§ TASK: Copy every line below that has the word "configured" in it.

(Extracted records)
|---|

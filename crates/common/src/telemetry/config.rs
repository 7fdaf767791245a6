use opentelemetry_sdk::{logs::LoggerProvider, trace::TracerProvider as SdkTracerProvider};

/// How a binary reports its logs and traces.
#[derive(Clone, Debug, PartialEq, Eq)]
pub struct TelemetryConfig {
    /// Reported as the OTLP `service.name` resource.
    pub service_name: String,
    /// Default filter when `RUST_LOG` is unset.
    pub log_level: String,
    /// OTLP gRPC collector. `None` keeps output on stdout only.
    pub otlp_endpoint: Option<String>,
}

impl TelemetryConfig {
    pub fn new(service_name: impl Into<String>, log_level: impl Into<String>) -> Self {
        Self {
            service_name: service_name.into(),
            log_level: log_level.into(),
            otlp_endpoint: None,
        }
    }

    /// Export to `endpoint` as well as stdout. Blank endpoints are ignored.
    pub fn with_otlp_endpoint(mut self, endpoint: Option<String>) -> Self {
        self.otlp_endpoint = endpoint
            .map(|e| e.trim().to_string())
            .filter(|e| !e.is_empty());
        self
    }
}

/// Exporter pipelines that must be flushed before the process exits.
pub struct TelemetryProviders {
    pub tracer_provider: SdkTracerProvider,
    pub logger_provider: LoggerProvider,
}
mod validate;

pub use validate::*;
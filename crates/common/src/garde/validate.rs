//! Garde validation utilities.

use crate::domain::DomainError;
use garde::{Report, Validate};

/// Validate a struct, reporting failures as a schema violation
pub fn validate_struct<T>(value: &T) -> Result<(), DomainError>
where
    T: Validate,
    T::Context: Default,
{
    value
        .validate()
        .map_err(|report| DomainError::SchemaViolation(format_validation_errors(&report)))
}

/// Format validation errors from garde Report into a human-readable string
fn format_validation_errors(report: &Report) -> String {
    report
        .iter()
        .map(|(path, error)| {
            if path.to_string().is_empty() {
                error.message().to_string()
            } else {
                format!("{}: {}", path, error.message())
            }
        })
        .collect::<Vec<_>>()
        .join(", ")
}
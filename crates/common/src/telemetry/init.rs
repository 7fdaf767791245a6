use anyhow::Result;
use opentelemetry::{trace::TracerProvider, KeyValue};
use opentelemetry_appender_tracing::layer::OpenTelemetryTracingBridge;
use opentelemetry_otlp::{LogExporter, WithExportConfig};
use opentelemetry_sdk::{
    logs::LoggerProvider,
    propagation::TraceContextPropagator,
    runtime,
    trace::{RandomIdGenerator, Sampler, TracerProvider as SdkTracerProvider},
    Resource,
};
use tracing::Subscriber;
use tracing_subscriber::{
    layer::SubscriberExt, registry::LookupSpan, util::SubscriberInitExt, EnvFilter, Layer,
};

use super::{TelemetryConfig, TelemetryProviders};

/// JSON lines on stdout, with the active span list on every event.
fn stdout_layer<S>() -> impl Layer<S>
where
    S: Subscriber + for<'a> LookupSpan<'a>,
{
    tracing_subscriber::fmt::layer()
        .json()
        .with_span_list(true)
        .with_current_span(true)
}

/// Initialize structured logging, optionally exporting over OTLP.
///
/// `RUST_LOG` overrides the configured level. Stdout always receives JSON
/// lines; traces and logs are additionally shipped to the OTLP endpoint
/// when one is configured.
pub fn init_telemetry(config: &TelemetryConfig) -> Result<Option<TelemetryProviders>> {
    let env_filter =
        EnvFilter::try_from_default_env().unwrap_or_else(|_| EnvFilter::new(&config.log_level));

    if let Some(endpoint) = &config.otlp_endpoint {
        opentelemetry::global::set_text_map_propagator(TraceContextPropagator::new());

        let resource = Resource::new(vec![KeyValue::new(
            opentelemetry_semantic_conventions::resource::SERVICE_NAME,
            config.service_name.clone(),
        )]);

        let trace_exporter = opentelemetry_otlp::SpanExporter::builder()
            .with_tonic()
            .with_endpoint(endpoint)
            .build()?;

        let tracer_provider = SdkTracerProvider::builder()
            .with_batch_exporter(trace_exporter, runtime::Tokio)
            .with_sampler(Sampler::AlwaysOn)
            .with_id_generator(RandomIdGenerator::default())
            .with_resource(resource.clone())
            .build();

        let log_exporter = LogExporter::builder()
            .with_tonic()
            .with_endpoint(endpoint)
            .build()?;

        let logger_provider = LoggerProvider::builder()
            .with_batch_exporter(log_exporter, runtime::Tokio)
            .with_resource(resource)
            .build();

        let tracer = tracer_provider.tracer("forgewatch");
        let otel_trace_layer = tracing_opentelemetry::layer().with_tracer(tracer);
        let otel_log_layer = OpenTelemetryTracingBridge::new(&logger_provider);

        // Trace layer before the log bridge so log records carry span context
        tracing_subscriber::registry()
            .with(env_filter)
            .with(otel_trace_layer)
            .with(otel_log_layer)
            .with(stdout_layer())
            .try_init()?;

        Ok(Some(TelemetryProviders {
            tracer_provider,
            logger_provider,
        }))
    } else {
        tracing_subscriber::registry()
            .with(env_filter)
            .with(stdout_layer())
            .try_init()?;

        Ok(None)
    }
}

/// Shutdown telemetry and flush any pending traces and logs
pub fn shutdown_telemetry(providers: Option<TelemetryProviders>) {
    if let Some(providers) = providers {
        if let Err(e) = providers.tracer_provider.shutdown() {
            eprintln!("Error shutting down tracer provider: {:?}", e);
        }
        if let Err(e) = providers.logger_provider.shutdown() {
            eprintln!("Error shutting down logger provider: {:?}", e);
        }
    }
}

|---|

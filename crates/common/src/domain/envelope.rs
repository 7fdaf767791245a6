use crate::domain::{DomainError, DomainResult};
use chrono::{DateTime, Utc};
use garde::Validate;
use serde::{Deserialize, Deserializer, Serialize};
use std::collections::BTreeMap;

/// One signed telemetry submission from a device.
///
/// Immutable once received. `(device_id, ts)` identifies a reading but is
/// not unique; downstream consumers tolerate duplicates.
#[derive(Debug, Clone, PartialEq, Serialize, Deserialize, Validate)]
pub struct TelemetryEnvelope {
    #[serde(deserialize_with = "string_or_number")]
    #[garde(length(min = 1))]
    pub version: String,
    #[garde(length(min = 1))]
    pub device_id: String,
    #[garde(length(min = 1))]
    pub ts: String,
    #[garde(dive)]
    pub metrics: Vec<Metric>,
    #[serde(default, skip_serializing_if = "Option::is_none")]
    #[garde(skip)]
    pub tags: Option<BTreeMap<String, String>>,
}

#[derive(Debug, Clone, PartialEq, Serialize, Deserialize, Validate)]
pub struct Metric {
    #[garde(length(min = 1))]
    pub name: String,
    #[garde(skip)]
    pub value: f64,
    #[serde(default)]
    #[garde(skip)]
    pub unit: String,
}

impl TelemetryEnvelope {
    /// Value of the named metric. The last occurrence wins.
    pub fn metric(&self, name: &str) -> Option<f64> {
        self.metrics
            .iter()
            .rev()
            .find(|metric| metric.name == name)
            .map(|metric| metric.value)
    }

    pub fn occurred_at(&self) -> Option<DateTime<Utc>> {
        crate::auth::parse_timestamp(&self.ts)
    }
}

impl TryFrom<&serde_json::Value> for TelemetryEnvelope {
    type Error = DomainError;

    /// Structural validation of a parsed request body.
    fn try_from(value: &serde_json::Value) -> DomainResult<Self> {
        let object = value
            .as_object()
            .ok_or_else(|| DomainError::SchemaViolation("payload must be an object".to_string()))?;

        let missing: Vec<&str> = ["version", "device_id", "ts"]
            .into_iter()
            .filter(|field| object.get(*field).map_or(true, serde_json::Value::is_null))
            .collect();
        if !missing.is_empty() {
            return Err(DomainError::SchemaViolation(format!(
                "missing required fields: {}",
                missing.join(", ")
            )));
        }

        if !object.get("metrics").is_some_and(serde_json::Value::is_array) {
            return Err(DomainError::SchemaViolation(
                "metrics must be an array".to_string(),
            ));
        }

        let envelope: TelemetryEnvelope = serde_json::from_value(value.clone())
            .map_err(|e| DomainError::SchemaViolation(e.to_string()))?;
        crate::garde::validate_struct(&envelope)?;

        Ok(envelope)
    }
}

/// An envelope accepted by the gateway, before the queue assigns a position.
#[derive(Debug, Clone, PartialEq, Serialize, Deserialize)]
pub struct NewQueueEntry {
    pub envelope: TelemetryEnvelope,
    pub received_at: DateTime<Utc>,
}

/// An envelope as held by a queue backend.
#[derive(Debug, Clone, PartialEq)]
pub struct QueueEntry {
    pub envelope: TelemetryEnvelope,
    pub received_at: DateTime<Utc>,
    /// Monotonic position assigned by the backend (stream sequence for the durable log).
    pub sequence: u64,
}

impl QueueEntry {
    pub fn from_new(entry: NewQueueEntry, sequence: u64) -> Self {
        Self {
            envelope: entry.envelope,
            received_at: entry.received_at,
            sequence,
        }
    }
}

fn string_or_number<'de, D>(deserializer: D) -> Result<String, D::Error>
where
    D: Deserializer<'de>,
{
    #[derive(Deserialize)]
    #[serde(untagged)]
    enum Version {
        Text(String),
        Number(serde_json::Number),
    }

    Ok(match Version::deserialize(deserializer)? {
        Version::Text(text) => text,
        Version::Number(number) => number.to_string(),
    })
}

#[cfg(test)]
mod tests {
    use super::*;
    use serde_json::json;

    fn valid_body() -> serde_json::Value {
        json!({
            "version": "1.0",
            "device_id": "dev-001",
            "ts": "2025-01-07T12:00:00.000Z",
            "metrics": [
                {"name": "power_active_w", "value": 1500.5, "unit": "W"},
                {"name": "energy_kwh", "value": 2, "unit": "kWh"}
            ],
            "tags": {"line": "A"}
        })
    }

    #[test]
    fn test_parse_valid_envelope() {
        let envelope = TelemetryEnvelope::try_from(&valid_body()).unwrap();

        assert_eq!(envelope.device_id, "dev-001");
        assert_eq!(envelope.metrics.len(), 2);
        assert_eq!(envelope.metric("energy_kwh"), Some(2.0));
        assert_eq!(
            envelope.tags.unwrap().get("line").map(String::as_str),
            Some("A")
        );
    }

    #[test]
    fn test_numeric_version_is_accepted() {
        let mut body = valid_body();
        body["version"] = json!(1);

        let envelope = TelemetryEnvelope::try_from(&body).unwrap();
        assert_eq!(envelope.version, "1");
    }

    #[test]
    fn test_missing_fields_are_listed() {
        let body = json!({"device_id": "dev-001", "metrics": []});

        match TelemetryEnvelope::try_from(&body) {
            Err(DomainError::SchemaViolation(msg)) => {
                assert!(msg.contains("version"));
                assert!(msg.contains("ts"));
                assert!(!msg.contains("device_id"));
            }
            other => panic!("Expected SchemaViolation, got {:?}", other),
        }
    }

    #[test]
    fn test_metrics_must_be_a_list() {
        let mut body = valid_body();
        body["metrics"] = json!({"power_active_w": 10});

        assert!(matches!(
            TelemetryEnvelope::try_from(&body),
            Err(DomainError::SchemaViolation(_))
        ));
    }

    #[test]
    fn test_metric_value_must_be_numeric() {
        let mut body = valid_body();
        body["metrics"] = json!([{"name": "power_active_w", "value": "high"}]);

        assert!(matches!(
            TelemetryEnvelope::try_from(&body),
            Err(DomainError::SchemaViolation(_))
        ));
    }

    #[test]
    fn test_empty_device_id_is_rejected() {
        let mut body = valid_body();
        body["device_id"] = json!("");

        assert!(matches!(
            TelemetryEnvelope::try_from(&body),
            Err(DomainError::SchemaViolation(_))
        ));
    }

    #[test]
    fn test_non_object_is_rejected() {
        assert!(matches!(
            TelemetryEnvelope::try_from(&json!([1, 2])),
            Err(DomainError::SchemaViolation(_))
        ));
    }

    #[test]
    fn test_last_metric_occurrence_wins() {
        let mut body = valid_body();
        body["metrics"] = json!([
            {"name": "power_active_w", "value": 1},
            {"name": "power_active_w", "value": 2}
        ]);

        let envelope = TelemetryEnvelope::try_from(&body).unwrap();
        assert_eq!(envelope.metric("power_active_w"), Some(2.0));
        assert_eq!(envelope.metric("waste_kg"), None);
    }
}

|---|

§ EXERCISE SOLUTION:
/// `RUST_LOG` overrides the configured level. Stdout always receives JSON
/// when one is configured.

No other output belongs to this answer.